CST: Calibration Side-Tuning for Parameter and Memory Efficient Transfer Learning
Feng Chen
TL;DR
Calibration Side Tuning (CST) targets parameter- and memory-efficient transfer learning for object detection by adapting transformer-inspired fine-tuning techniques to ResNet backbones. CST employs a dedicated side network with Maximal Transition Calibration (MTC) gating to fuse backbone and side features, achieving strong accuracy while keeping added parameters and memory footprint small. Through extensive ablations and comparisons on five datasets, CST outperforms existing PETL methods and offers a favorable trade-off between model complexity and performance. This work demonstrates practical benefits for deploying fine-tuned detectors under resource constraints in diverse settings.
Abstract
Achieving a universally high accuracy in object detection is quite challenging, and the mainstream focus in the industry currently lies on detecting specific classes of objects.
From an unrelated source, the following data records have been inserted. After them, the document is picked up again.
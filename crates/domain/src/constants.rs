//! Application constants
//!
//! Route paths and configuration defaults used across the workspace.

// Routes served by the local server
pub const LOGIN_PATH: &str = "/login";
pub const CALLBACK_PATH: &str = "/oauth2/callback";
pub const WELCOME_PATH: &str = "/welcome";

// Query parameter carrying the token from the callback to /welcome
pub const ACCESS_TOKEN_PARAM: &str = "access_token";

// Server defaults
pub const DEFAULT_BIND_ADDRESS: &str = "0.0.0.0:8080";
pub const DEFAULT_PUBLIC_URL: &str = "http://localhost:8080";
pub const DEFAULT_STATIC_DIR: &str = "./web";
pub const DEFAULT_BROWSER_DELAY_MS: u64 = 1000;

// GitHub provider defaults
pub const GITHUB_PROVIDER: &str = "github";
pub const GITHUB_AUTHORIZE_URL: &str = "https://github.com/login/oauth/authorize";
pub const GITHUB_TOKEN_URL: &str = "https://github.com/login/oauth/access_token";
pub const GITHUB_API_BASE_URL: &str = "https://api.github.com";
pub const DEFAULT_SCOPE: &str = "user";
pub const DEFAULT_USER_AGENT: &str = concat!("authflow/", env!("CARGO_PKG_VERSION"));
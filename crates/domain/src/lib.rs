//! # Authflow Domain
//!
//! Domain types shared by every Authflow crate.
//!
//! This crate contains:
//! - The domain error type and `Result` alias
//! - Configuration structures
//! - The authenticated user profile returned by the provider
//! - Route paths and configuration defaults
//!
//! ## Architecture
//! - No dependencies on other Authflow crates
//! - Only external dependencies allowed
//! - Pure data structures, no I/O

pub mod config;
pub mod constants;
pub mod errors;
pub mod types;

// Re-export commonly used items
pub use config::*;
pub use errors::*;
pub use types::*;
//! # Authflow Infrastructure
//!
//! Infrastructure implementations of core ports.
//!
//! This crate contains:
//! - Configuration loading (defaults, file, environment)
//! - The outbound HTTP client factory
//! - GitHub adapters for the token exchange and the user API
//! - Browser launching
//!
//! ## Architecture
//! - Implements traits defined in `authflow-core`
//! - Contains all "impure" code (I/O, network, processes)

pub mod config;
pub mod errors;
pub mod http;
pub mod integrations;
pub mod platform;

// Re-export commonly used items
pub use errors::InfraError;
pub use http::build_http_client;
pub use integrations::github::{GitHubClient, GitHubOAuth};
pub use platform::browser::{schedule_open, SystemOpener, UrlOpener};
//! Infrastructure error handling

pub mod conversions;

pub use conversions::InfraError;
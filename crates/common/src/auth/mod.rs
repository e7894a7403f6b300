//! OAuth 2.0 authorization code primitives
//!
//! Confidential-client flavour of the authorization code grant: the
//! client secret is sent with the code exchange, no PKCE and no refresh.
//!
//! # Module Organization
//!
//! - **[`types`]**: configuration, token and error types
//! - **[`client`]**: authorization URL construction and code exchange
//!
//! # Usage Example
//!
//! ```no_run
//! use authflow_common::auth::{OAuthClient, OAuthConfig};
//! use authflow_common::http::HttpClient;
//!
//! # async fn example() -> Result<(), Box<dyn std::error::Error>> {
//! let config = OAuthConfig::new(
//!     "client-id",
//!     "client-secret",
//!     "https://github.com/login/oauth/authorize",
//!     "https://github.com/login/oauth/access_token",
//!     "http://localhost:8080/oauth2/callback",
//!     &["user".to_string()],
//! )?;
//! let client = OAuthClient::new(config, HttpClient::new()?);
//!
//! println!("Open this URL in your browser: {}", client.authorization_url());
//!
//! // ... the provider redirects back with ?code=...
//! let tokens = client.exchange_code("code-from-callback").await?;
//! println!("Token type: {}", tokens.token_type);
//! # Ok(())
//! # }
//! ```

pub mod client;
pub mod types;

// Re-export commonly used types
pub use client::{OAuthClient, OAuthClientError};
pub use types::{redact_token, OAuthConfig, OAuthError, TokenResponse, TokenSet};
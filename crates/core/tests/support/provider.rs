//! In-memory fakes for the provider ports

use std::sync::{Arc, Mutex};

use async_trait::async_trait;
use authflow_common::auth::TokenSet;
use authflow_core::{CodeExchanger, ProfileFetcher};
use authflow_domain::{AuthFlowError, Result as DomainResult, UserProfile};

/// Fake `CodeExchanger` that records every code it is asked to exchange.
///
/// Accepts exactly one code; anything else fails like GitHub's
/// `bad_verification_code` response.
#[derive(Clone)]
pub struct FakeExchanger {
    valid_code: String,
    access_token: String,
    calls: Arc<Mutex<Vec<String>>>,
}

impl FakeExchanger {
    /// Create a fake that trades `valid_code` for `access_token`.
    pub fn new(valid_code: &str, access_token: &str) -> Self {
        Self {
            valid_code: valid_code.to_string(),
            access_token: access_token.to_string(),
            calls: Arc::new(Mutex::new(Vec::new())),
        }
    }

    /// Codes received so far, in order.
    pub fn calls(&self) -> Vec<String> {
        self.calls.lock().unwrap().clone()
    }
}

#[async_trait]
impl CodeExchanger for FakeExchanger {
    fn authorization_url(&self) -> String {
        "https://provider.test/authorize?client_id=demo".to_string()
    }

    async fn exchange_code(&self, code: &str) -> DomainResult<TokenSet> {
        self.calls.lock().unwrap().push(code.to_string());
        if code == self.valid_code {
            Ok(TokenSet::new(
                self.access_token.clone(),
                Some("bearer".to_string()),
                Some("user".to_string()),
            ))
        } else {
            Err(AuthFlowError::Provider(
                "OAuth error: bad_verification_code".to_string(),
            ))
        }
    }
}

/// Fake `ProfileFetcher` serving one profile for one token.
#[derive(Clone)]
pub struct FakeProfiles {
    token: String,
    profile: UserProfile,
    calls: Arc<Mutex<Vec<String>>>,
}

impl FakeProfiles {
    /// Serve `profile` to requests bearing `token`.
    pub fn new(token: &str, profile: UserProfile) -> Self {
        Self {
            token: token.to_string(),
            profile,
            calls: Arc::new(Mutex::new(Vec::new())),
        }
    }

    /// Tokens received so far, in order.
    pub fn calls(&self) -> Vec<String> {
        self.calls.lock().unwrap().clone()
    }
}

#[async_trait]
impl ProfileFetcher for FakeProfiles {
    async fn fetch_profile(&self, access_token: &str) -> DomainResult<UserProfile> {
        self.calls.lock().unwrap().push(access_token.to_string());
        if access_token == self.token {
            Ok(self.profile.clone())
        } else {
            Err(AuthFlowError::Auth(
                "GET https://api.github.test/user: 401 Unauthorized Bad credentials".to_string(),
            ))
        }
    }
}

/// Minimal profile document.
pub fn octocat() -> UserProfile {
    serde_json::from_value(serde_json::json!({
        "login": "octocat",
        "id": 583231,
        "name": "The Octocat",
        "plan": { "name": "free" }
    }))
    .unwrap()
}
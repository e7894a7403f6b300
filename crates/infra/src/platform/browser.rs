//! Default browser launching

use std::io;
use std::sync::Arc;
use std::time::Duration;

use tokio::task::JoinHandle;
use tracing::{info, warn};

/// Opens a URL outside the process.
pub trait UrlOpener: Send + Sync {
    /// Hand `url` to the opener; returns once it has been dispatched.
    fn open(&self, url: &str) -> io::Result<()>;
}

/// Opens URLs with the operating system's default handler.
#[derive(Debug, Default, Clone, Copy)]
pub struct SystemOpener;

impl UrlOpener for SystemOpener {
    fn open(&self, url: &str) -> io::Result<()> {
        open::that(url)
    }
}

/// Open `url` once after `delay` on a background task
///
/// Failure is logged and otherwise ignored; the server keeps running and the
/// user can still browse to the URL by hand.
pub fn schedule_open(opener: Arc<dyn UrlOpener>, url: String, delay: Duration) -> JoinHandle<()> {
    tokio::spawn(async move {
        tokio::time::sleep(delay).await;

        let target = url.clone();
        let result = tokio::task::spawn_blocking(move || opener.open(&target)).await;

        match result {
            Ok(Ok(())) => info!(%url, "opened browser"),
            Ok(Err(err)) => warn!(%url, error = %err, "failed to open browser"),
            Err(err) => warn!(%url, error = %err, "browser task panicked"),
        }
    })
}
//! # Authflow Core
//!
//! Flow logic of the authorization code demo, free of HTTP details.
//!
//! This crate contains:
//! - Port interfaces for the identity provider (token exchange, profile API)
//! - [`AuthFlowService`], which drives login → callback → welcome
//!
//! ## Architecture Principles
//! - Depends only on `authflow-common` and `authflow-domain`
//! - No server or HTTP client code
//! - Provider access only through traits

pub mod auth;

// Re-export specific items to avoid ambiguity
pub use auth::ports::{CodeExchanger, ProfileFetcher};
pub use auth::service::{welcome_location, AuthFlowService};
//! GitHub integration
//!
//! Adapters implementing the core provider ports against GitHub's OAuth App
//! endpoints and REST API. Any provider speaking the same dialect (for
//! instance a GitHub Enterprise host) works by overriding the endpoints in
//! configuration.

pub mod client;
pub mod oauth;

pub use client::GitHubClient;
pub use oauth::GitHubOAuth;
//! Shared test helpers for `authflow-core` integration tests.
//!
//! Lightweight fakes for the provider ports so flow tests can focus on
//! behaviour instead of HTTP plumbing.

pub mod provider;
However, deploying one or multiple object detection networks requires a certain amount of GPU memory for training and storage capacity for inference. This presents challenges in terms of how to effectively coordinate multiple object detection tasks under resource-constrained conditions. This paper introduces a lightweight fine-tuning strategy called Calibration side tuning, which integrates aspects of adapter tuning and side tuning to adapt the successful techniques employed in transformers for use with ResNet. The Calibration side tuning architecture that incorporates maximal transition calibration, utilizing a small number of additional parameters to enhance network performance while maintaining a smooth training process. Furthermore, this paper has conducted an analysis on multiple fine-tuning strategies and have implemented their application within ResNet, thereby expanding the research on fine-tuning strategies for object detection networks. Besides, this paper carried out extensive experiments using five benchmark datasets. The experimental results demonstrated that this method outperforms other compared state-of-the-art techniques, and a better balance between the complexity and performance of the finetune schemes is achieved.